> _What is required_: In the listing below, find every line with the string "replies" and pull it out.

═════ Input

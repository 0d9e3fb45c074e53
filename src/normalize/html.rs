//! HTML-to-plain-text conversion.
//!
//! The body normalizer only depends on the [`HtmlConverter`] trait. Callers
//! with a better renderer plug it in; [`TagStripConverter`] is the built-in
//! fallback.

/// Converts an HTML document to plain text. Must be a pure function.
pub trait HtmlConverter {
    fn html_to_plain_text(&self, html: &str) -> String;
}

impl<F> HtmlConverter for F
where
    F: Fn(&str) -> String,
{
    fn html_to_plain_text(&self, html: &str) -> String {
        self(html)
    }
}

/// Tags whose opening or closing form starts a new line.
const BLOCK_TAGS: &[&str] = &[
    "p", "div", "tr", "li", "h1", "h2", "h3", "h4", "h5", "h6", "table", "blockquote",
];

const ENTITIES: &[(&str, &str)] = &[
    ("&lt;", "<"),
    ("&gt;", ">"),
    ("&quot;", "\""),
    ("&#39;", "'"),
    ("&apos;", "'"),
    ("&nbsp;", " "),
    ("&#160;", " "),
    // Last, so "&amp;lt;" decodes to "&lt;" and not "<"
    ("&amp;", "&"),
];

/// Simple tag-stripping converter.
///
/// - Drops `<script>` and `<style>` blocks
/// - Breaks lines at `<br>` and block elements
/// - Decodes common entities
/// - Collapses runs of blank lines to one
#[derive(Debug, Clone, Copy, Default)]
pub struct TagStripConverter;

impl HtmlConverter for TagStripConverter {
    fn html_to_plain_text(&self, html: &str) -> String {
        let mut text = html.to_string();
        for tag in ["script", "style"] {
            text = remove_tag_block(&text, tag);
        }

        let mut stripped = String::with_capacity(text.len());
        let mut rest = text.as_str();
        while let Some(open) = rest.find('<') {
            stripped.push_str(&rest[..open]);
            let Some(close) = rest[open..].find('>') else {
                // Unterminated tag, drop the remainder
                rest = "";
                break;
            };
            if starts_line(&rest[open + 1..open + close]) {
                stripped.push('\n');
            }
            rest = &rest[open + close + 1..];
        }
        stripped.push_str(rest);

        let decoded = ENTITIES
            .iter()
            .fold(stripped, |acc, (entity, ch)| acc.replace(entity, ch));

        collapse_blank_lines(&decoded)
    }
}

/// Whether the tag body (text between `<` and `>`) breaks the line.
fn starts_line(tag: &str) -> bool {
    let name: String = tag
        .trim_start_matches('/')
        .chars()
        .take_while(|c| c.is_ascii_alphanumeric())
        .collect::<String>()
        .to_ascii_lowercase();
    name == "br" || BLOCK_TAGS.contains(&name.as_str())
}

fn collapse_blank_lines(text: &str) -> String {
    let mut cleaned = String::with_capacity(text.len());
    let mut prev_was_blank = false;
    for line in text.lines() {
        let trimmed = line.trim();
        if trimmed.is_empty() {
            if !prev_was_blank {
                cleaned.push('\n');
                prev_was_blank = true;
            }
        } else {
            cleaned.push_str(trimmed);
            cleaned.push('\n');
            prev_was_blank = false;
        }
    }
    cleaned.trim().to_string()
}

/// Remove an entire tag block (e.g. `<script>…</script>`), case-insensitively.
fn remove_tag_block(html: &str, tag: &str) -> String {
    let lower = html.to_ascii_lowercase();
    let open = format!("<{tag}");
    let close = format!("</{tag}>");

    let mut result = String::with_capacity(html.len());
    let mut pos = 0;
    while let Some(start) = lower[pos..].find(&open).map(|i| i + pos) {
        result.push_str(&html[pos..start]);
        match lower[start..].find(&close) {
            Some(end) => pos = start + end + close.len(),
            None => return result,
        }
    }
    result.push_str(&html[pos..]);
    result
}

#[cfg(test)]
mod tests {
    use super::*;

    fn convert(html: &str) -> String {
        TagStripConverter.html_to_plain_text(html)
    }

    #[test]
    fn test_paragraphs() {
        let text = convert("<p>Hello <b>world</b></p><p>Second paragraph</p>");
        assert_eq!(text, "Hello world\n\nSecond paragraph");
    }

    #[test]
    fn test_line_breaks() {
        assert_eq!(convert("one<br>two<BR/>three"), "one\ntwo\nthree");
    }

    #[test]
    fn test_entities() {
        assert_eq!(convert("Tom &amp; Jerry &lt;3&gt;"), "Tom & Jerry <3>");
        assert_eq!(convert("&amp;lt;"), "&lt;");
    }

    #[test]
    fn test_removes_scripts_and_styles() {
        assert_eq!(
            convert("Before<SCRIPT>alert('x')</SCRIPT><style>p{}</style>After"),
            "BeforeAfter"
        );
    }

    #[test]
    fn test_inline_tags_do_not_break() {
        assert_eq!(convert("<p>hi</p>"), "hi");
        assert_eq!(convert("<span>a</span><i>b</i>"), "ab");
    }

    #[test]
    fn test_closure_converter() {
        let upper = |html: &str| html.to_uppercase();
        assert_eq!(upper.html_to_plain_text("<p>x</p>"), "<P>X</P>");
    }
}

══════════
═════ Input

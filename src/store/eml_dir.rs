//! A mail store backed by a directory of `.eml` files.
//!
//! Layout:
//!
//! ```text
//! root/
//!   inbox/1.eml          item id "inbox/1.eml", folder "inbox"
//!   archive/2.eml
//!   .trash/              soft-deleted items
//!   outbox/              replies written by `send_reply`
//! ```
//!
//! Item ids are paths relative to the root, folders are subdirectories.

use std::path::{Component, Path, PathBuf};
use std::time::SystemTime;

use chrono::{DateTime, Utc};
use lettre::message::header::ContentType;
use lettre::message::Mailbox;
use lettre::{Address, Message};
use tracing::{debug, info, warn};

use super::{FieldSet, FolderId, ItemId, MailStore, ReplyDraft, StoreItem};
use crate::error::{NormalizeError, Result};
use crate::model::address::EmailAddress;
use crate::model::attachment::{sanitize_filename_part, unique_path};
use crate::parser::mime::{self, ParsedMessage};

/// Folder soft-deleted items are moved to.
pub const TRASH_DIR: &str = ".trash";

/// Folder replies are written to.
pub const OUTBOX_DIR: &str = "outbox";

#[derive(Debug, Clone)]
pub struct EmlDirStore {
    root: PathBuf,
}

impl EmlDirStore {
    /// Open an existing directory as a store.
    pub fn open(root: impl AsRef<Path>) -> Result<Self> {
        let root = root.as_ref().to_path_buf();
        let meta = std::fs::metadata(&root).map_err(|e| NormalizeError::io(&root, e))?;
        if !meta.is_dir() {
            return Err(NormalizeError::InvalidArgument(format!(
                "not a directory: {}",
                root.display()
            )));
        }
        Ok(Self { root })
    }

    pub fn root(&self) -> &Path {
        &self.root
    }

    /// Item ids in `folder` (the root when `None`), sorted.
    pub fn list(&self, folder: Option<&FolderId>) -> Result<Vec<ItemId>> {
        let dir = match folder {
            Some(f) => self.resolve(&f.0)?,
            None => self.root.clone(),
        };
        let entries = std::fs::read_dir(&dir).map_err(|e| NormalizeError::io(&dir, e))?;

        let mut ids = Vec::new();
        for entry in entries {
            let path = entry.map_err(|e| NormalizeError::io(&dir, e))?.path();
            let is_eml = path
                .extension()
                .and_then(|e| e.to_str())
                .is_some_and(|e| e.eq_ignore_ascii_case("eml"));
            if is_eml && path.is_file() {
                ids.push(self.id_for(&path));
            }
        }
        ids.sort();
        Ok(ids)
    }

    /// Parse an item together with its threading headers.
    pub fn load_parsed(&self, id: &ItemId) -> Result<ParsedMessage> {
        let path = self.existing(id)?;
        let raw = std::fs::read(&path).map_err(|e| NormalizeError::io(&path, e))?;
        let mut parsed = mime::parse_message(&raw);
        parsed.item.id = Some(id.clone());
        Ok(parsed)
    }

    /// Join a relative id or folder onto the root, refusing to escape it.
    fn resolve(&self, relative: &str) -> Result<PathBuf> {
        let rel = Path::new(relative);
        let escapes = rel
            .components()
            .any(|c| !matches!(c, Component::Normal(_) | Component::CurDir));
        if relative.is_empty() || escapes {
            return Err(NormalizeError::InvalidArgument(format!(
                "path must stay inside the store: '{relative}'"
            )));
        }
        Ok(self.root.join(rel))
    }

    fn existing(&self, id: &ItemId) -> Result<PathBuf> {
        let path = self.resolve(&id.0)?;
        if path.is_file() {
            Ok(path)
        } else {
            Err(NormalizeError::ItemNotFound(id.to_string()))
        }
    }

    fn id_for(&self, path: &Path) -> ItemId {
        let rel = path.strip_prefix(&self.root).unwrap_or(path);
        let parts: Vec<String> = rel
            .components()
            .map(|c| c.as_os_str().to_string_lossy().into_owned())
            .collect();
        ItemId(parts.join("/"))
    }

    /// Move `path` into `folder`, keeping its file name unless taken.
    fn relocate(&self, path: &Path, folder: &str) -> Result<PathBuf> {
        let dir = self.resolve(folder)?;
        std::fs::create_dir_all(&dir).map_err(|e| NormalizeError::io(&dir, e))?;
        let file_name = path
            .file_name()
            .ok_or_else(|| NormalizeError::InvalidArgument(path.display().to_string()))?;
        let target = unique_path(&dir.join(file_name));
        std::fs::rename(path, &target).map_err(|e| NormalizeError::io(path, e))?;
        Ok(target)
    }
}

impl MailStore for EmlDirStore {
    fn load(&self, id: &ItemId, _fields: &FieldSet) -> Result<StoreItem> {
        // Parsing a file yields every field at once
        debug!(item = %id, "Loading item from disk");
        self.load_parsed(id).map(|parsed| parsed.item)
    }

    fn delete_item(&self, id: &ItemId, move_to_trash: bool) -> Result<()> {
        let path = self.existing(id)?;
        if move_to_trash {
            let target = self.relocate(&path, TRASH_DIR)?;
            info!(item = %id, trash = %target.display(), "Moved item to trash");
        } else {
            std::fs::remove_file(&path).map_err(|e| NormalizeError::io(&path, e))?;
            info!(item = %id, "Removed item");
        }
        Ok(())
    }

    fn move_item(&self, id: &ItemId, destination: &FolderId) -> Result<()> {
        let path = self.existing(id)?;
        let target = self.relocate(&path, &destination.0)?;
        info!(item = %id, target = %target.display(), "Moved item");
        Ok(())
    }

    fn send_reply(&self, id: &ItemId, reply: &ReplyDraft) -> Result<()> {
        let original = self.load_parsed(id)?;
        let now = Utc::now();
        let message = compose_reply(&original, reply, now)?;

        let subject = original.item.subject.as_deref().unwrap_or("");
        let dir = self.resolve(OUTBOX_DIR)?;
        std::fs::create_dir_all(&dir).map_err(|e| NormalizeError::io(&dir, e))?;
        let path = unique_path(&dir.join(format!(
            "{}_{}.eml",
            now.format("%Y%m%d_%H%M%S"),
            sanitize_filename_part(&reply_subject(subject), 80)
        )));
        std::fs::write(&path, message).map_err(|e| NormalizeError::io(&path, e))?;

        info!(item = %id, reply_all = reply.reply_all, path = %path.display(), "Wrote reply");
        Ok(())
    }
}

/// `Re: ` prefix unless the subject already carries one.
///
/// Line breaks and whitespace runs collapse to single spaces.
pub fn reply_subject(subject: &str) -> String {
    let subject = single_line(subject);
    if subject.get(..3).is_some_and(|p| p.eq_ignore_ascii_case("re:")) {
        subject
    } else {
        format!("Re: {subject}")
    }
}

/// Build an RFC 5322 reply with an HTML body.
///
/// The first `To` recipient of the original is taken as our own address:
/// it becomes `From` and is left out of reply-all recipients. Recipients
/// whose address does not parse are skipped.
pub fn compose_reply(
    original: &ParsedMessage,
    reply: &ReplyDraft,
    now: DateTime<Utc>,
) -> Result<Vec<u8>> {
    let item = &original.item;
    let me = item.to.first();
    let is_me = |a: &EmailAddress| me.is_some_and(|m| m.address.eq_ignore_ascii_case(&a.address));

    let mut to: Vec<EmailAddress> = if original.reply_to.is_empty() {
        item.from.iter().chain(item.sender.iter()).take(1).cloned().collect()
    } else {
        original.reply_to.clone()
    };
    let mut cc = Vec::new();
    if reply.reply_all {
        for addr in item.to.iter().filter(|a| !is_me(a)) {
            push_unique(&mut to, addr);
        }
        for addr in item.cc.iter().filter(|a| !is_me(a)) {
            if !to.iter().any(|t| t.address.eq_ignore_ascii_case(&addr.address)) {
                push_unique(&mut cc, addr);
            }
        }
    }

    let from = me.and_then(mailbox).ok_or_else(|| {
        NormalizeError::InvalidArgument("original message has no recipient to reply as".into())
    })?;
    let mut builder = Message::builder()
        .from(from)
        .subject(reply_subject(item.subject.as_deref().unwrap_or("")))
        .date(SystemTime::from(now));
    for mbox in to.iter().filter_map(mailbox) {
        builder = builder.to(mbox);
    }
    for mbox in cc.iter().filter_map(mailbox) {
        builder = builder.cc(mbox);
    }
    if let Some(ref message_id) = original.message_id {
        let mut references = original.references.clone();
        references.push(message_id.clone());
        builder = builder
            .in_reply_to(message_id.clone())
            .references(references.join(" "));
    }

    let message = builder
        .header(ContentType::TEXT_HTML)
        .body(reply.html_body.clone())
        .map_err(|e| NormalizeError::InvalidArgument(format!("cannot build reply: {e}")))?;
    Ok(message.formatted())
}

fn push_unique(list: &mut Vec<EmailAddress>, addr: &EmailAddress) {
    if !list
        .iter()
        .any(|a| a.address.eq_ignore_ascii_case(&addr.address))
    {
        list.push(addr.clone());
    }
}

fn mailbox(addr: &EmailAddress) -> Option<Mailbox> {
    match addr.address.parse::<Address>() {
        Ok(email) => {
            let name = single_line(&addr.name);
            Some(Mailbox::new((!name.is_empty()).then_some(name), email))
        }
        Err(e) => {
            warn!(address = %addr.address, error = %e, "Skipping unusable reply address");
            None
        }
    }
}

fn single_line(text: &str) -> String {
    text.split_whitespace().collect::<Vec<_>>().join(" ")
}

══════════

> _Written answer_:
//!   outbox/              replies written by `send_reply`
/// Folder replies are written to.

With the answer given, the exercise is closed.